具体的に本書では、公共の利益を〈独立型〉〈共通型〉〈総和型〉に類型化した(第二章)。第一の〈独立型〉は、それを市民の私的利益に還元できない共同体の利益と考える。第二の〈共通型〉は、それを市民の私的利益が一致する共通の利益と考える。第三の〈総和型〉は、それを市民の私的利益を総計した最大の利益と考える。私たちが政治に対して公共の利益を期待するとき、そこで意味されていることは必ずしも一様ではない。読者は本書の枠組みを用いることで、実際の政治判断にある基底的な意味とその多様性を捉えることができるだろう。
例えば、二〇二〇年より世界大で本格化した感染症とその対策をめぐっては、わが国でも自由と安全の、あるいは経済と健康のどちらを優先するかについて根深い意見の対立が見られた。もちろん、いずれも国民にとっての重大な利益であるが、かりに複数の価値が両立しがたいならば、何をどうすることがより「公共」に適うだろうか。こうした場合にまず見極めるべきは、どこまで議論の前提が共有されていて、どこから意見が分かれるかである。本書は特定の公共の利益観を擁護するものではないが、こうしたなかで一体何が私たちの利益を構成しているかを考えるための素材を提供している。

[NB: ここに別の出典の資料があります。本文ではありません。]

//! One-way latency EMA and adaptive lead time (spec.md §4.B.5).

use crate::config::sync::{
    LATENCY_WARMUP_SAMPLES, LEAD_MAX_US, LEAD_MIN_US, LEAD_VARIANCE_WEIGHT, OUTLIER_MULT,
    PROCESSING_OVERHEAD_US,
};
use fixed::types::U32F0;
use fixed_sqrt::FixedSqrt;

/// Exponentially-smoothed one-way latency estimate, fed from `rtt / 2`.
///
/// Used only to compute the planner's transmission lead time, never for
/// clock offset (that's the ring's job).
pub struct LatencyEstimator {
    smoothed_us: f32,
    warm_samples: u32,
}

impl LatencyEstimator {
    pub const fn new() -> Self {
        Self {
            smoothed_us: 0.0,
            warm_samples: 0,
        }
    }

    /// Whether the EMA has absorbed enough samples to be meaningful.
    pub fn is_warm(&self) -> bool {
        self.warm_samples >= LATENCY_WARMUP_SAMPLES
    }

    pub fn measured_latency_us(&self) -> u32 {
        self.smoothed_us as u32
    }

    /// Feed one new RTT (microseconds); internally converted to one-way latency.
    ///
    /// Returns `true` if the sample was an outlier (> `OUTLIER_MULT` times
    /// the current smoothed value) and therefore left the EMA unchanged.
    pub fn update(&mut self, ema_weight: f32, rtt_us: u64) -> bool {
        let one_way = (rtt_us / 2) as f32;

        if self.is_warm() && one_way > self.smoothed_us * OUTLIER_MULT as f32 {
            return true;
        }

        if self.warm_samples == 0 {
            self.smoothed_us = one_way;
        } else {
            self.smoothed_us = ema_weight * one_way + (1.0 - ema_weight) * self.smoothed_us;
        }
        self.warm_samples = self.warm_samples.saturating_add(1);
        false
    }
}

/// Adaptive lead time per spec.md §4.B.5:
/// `lead = 2*one_way_latency + k*sqrt(rtt_variance) + PROCESSING_OVERHEAD`,
/// clamped to `[LEAD_MIN_US, LEAD_MAX_US]`.
pub fn adaptive_lead_us(one_way_latency_us: u32, rtt_variance_us2: u64) -> u32 {
    let variance_fixed = U32F0::from_num(rtt_variance_us2.min(u64::from(u32::MAX)) as u32);
    let stddev: u32 = FixedSqrt::sqrt(variance_fixed).to_num();

    let lead = 2 * one_way_latency_us
        + (LEAD_VARIANCE_WEIGHT * stddev as f32) as u32
        + PROCESSING_OVERHEAD_US;

    lead.clamp(LEAD_MIN_US, LEAD_MAX_US)
}

#[cfg(test)]
mod tests {
    use super::*;
    use crate::config::sync::EMA_WEIGHT;

    #[test]
    fn warms_up_after_three_samples() {
        let mut est = LatencyEstimator::new();
        for rtt in [20_000, 20_000, 20_000] {
            est.update(EMA_WEIGHT, rtt);
        }
        assert!(est.is_warm());
        assert_eq!(est.measured_latency_us(), 10_000);
    }

    #[test]
    fn outlier_leaves_smoothed_value_unchanged() {
        let mut est = LatencyEstimator::new();
        for rtt in [20_000, 20_000, 20_000] {
            est.update(EMA_WEIGHT, rtt);
        }
        let before = est.measured_latency_us();
        // one-way would be 200_000, way more than OUTLIER_MULT * 10_000
        let was_outlier = est.update(EMA_WEIGHT, 400_000);
        assert!(was_outlier);
        assert_eq!(est.measured_latency_us(), before);
    }

    #[test]
    fn adaptive_lead_stays_within_bounds_under_jitter() {
        let mut est = LatencyEstimator::new();
        for rtt in [20_000, 20_000, 20_000, 24_000] {
            est.update(EMA_WEIGHT, rtt);
        }
        assert!(est.is_warm());
        let lead = adaptive_lead_us(est.measured_latency_us(), 4_000_000);
        assert!(lead >= LEAD_MIN_US);
        assert!(lead <= LEAD_MAX_US);
    }

    #[test]
    fn adaptive_lead_clamps_to_minimum_when_tiny() {
        let lead = adaptive_lead_us(0, 0);
        assert_eq!(lead, LEAD_MIN_US.max(PROCESSING_OVERHEAD_US));
    }
}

古典古代より、政治とは公共の利益を実現するための営みとして理解されてきた。現代日本でも、政治家や公務員の職務規定として、「公共の利益をそこなうことがないよう努めなければなら」ず(政治倫理綱領)、「公共の利益のために勤務し」なければならないことが定められている(国家公務員法、地方公務員法)。それゆえ、かれらの職務一般は、本来不可避的に公共の利益と接点をもっている、あるいはもつべきである。筆者自身、本書を執筆するなかで、この概念が一本の縦糸のように様々な政治の場面を繫いでいると度々感じることがあった。
本書では、こうした観点から、議会・官僚・政党といった政治学の馴染み深いトピックを眺めなおしている。例えば、直接民主主義に代わる間接(代議制)民主主義の意義(第六章)、政治家に対する官僚の「忖度」問題の是非(第八章)、地方自治における中央と地方の対立(第一二章)などは、いずれも公共の利益とその複数の意味に着目することで、よりよく理解することができるだろう。同時に、本書の分析視角は、「公共経済学」「公共政策学」「行政学」といった隣接分野とも多くの関心を共有しているはずである。

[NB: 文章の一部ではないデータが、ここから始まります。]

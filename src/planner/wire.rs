//! Macrocycle wire format (spec.md §4.C.3):
//!
//! ```text
//! MC:<seq>|<base_time_ms>|<offset_high>|<offset_low>|<duration_ms>|<count>|<e0>|<e1>|...
//! ```
//!
//! Each event `ei` is `delta_ms,finger,amplitude[,freq_offset]` with
//! `freq_offset` omitted when zero. Parsing is rejectful: any malformed
//! field, count mismatch, or non-monotonic `delta_ms` fails the whole
//! message (spec.md's Open Questions note prefers this unambiguous
//! `(high, low)` pair over a concatenated-string encoding, which doesn't
//! round-trip timestamps whose low 32 bits need leading zeros).

use super::macrocycle::{Event, Macrocycle};
use crate::config::planner::MAX_EVENTS_PER_MACROCYCLE;
use crate::config::wire::FRAMING_BYTE;
use crate::error::RejectReason;
use core::fmt::Write as _;
use heapless::{String, Vec};

const MAX_MESSAGE_LEN: usize = 256;

/// Serializes a macrocycle given the peer-time millisecond base and the
/// sender's current corrected offset (for the receiver's cross-check).
pub fn serialize(mc: &Macrocycle, base_time_ms: u64, offset_us: i64) -> String<MAX_MESSAGE_LEN> {
    let offset_bits = offset_us as u64;
    let offset_high = (offset_bits >> 32) as u32;
    let offset_low = offset_bits as u32;

    let mut out = String::new();
    let _ = write!(
        out,
        "MC:{}|{}|{}|{}|{}|{}",
        mc.sequence_id,
        base_time_ms,
        offset_high,
        offset_low,
        mc.duration_ms,
        mc.events.len()
    );
    for event in &mc.events {
        if event.freq_offset == 0 {
            let _ = write!(out, "|{},{},{}", event.delta_time_ms, event.finger, event.amplitude);
        } else {
            let _ = write!(
                out,
                "|{},{},{},{}",
                event.delta_time_ms, event.finger, event.amplitude, event.freq_offset
            );
        }
    }
    let _ = out.push(FRAMING_BYTE as char);
    out
}

pub struct ParsedMacrocycle {
    pub sequence_id: u32,
    pub base_time_ms: u64,
    pub offset_us: i64,
    pub duration_ms: u16,
    pub events: Vec<Event, MAX_EVENTS_PER_MACROCYCLE>,
}

pub fn parse(line: &str) -> Result<ParsedMacrocycle, RejectReason> {
    let body = line
        .trim_end_matches(FRAMING_BYTE as char)
        .strip_prefix("MC:")
        .ok_or(RejectReason::Malformed)?;
    let mut fields = body.split('|');

    let sequence_id: u32 = next(&mut fields)?.parse().map_err(|_| RejectReason::Malformed)?;
    let base_time_ms: u64 = next(&mut fields)?.parse().map_err(|_| RejectReason::Malformed)?;
    let offset_high: u32 = next(&mut fields)?.parse().map_err(|_| RejectReason::Malformed)?;
    let offset_low: u32 = next(&mut fields)?.parse().map_err(|_| RejectReason::Malformed)?;
    let duration_ms: u16 = next(&mut fields)?.parse().map_err(|_| RejectReason::Malformed)?;
    let count: usize = next(&mut fields)?.parse().map_err(|_| RejectReason::Malformed)?;

    if count > MAX_EVENTS_PER_MACROCYCLE {
        return Err(RejectReason::Malformed);
    }

    let offset_us = ((u64::from(offset_high) << 32) | u64::from(offset_low)) as i64;

    let mut events: Vec<Event, MAX_EVENTS_PER_MACROCYCLE> = Vec::new();
    let mut last_delta: u16 = 0;
    let mut seen = 0usize;
    for field in fields {
        let mut parts = field.split(',');
        let delta_time_ms: u16 = next(&mut parts)?.parse().map_err(|_| RejectReason::Malformed)?;
        let finger: u8 = next(&mut parts)?.parse().map_err(|_| RejectReason::Malformed)?;
        let amplitude: u8 = next(&mut parts)?.parse().map_err(|_| RejectReason::Malformed)?;
        let freq_offset: i8 = match parts.next() {
            Some(s) => s.parse().map_err(|_| RejectReason::Malformed)?,
            None => 0,
        };
        if parts.next().is_some() {
            return Err(RejectReason::Malformed);
        }
        if delta_time_ms < last_delta {
            return Err(RejectReason::Malformed);
        }
        last_delta = delta_time_ms;

        events.push(Event { delta_time_ms, finger, amplitude, freq_offset }).map_err(|_| RejectReason::Malformed)?;
        seen += 1;
    }

    if seen != count {
        return Err(RejectReason::Malformed);
    }

    Ok(ParsedMacrocycle { sequence_id, base_time_ms, offset_us, duration_ms, events })
}

fn next<'a>(fields: &mut impl Iterator<Item = &'a str>) -> Result<&'a str, RejectReason> {
    fields.next().ok_or(RejectReason::Malformed)
}

#[cfg(test)]
mod tests {
    use super::*;
    use crate::planner::macrocycle::Macrocycle;
    use heapless::Vec as HVec;

    #[test]
    fn serialize_matches_spec_example() {
        let mut events: HVec<Event, MAX_EVENTS_PER_MACROCYCLE> = HVec::new();
        events.push(Event { delta_time_ms: 0, finger: 0, amplitude: 80, freq_offset: 0 }).unwrap();
        events.push(Event { delta_time_ms: 50, finger: 1, amplitude: 90, freq_offset: 0 }).unwrap();
        let mc = Macrocycle { sequence_id: 42, base_time_us: 5_000_000, duration_ms: 100, events };

        let wire = serialize(&mc, 5_000, 1_000);
        assert!(wire.starts_with("MC:42|5000|0|1000|100|2|0,0,80|50,1,90"));
        assert_eq!(wire.as_bytes()[wire.len() - 1], FRAMING_BYTE);
    }

    #[test]
    fn round_trips_through_parse() {
        let mut events: HVec<Event, MAX_EVENTS_PER_MACROCYCLE> = HVec::new();
        events.push(Event { delta_time_ms: 0, finger: 0, amplitude: 80, freq_offset: 0 }).unwrap();
        events.push(Event { delta_time_ms: 50, finger: 1, amplitude: 90, freq_offset: 3 }).unwrap();
        let mc = Macrocycle { sequence_id: 42, base_time_us: 5_000_000, duration_ms: 100, events: events.clone() };

        let wire = serialize(&mc, 5_000, 1_000);
        let parsed = parse(&wire).unwrap();
        assert_eq!(parsed.sequence_id, mc.sequence_id);
        assert_eq!(parsed.base_time_ms, 5_000);
        assert_eq!(parsed.offset_us, 1_000);
        assert_eq!(parsed.duration_ms, mc.duration_ms);
        assert_eq!(parsed.events, events);
    }

    #[test]
    fn rejects_non_monotonic_delta() {
        let wire = "MC:1|0|0|0|100|2|50,0,80|0,1,90\u{4}";
        assert_eq!(parse(wire), Err(RejectReason::Malformed));
    }

    #[test]
    fn rejects_count_mismatch() {
        let wire = "MC:1|0|0|0|100|3|0,0,80|50,1,90\u{4}";
        assert_eq!(parse(wire), Err(RejectReason::Malformed));
    }

    #[test]
    fn rejects_malformed_numeric_field() {
        let wire = "MC:1|0|0|0|100|1|x,0,80\u{4}";
        assert!(parse(wire).is_err());
    }
}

考えてみれば、“pubic”と“people”が同じラテン語を由来としているように、「公共」について問うことは、「私たち」自身について問うことと根元で繫がっている。本書は政治学を学ぶ大学生を想定して書かれているが、様々な実務や実践のなかで、あるいは一有権者として政治に関わる多くの人の手に取られれば、筆者としてこれ以上の喜びはない。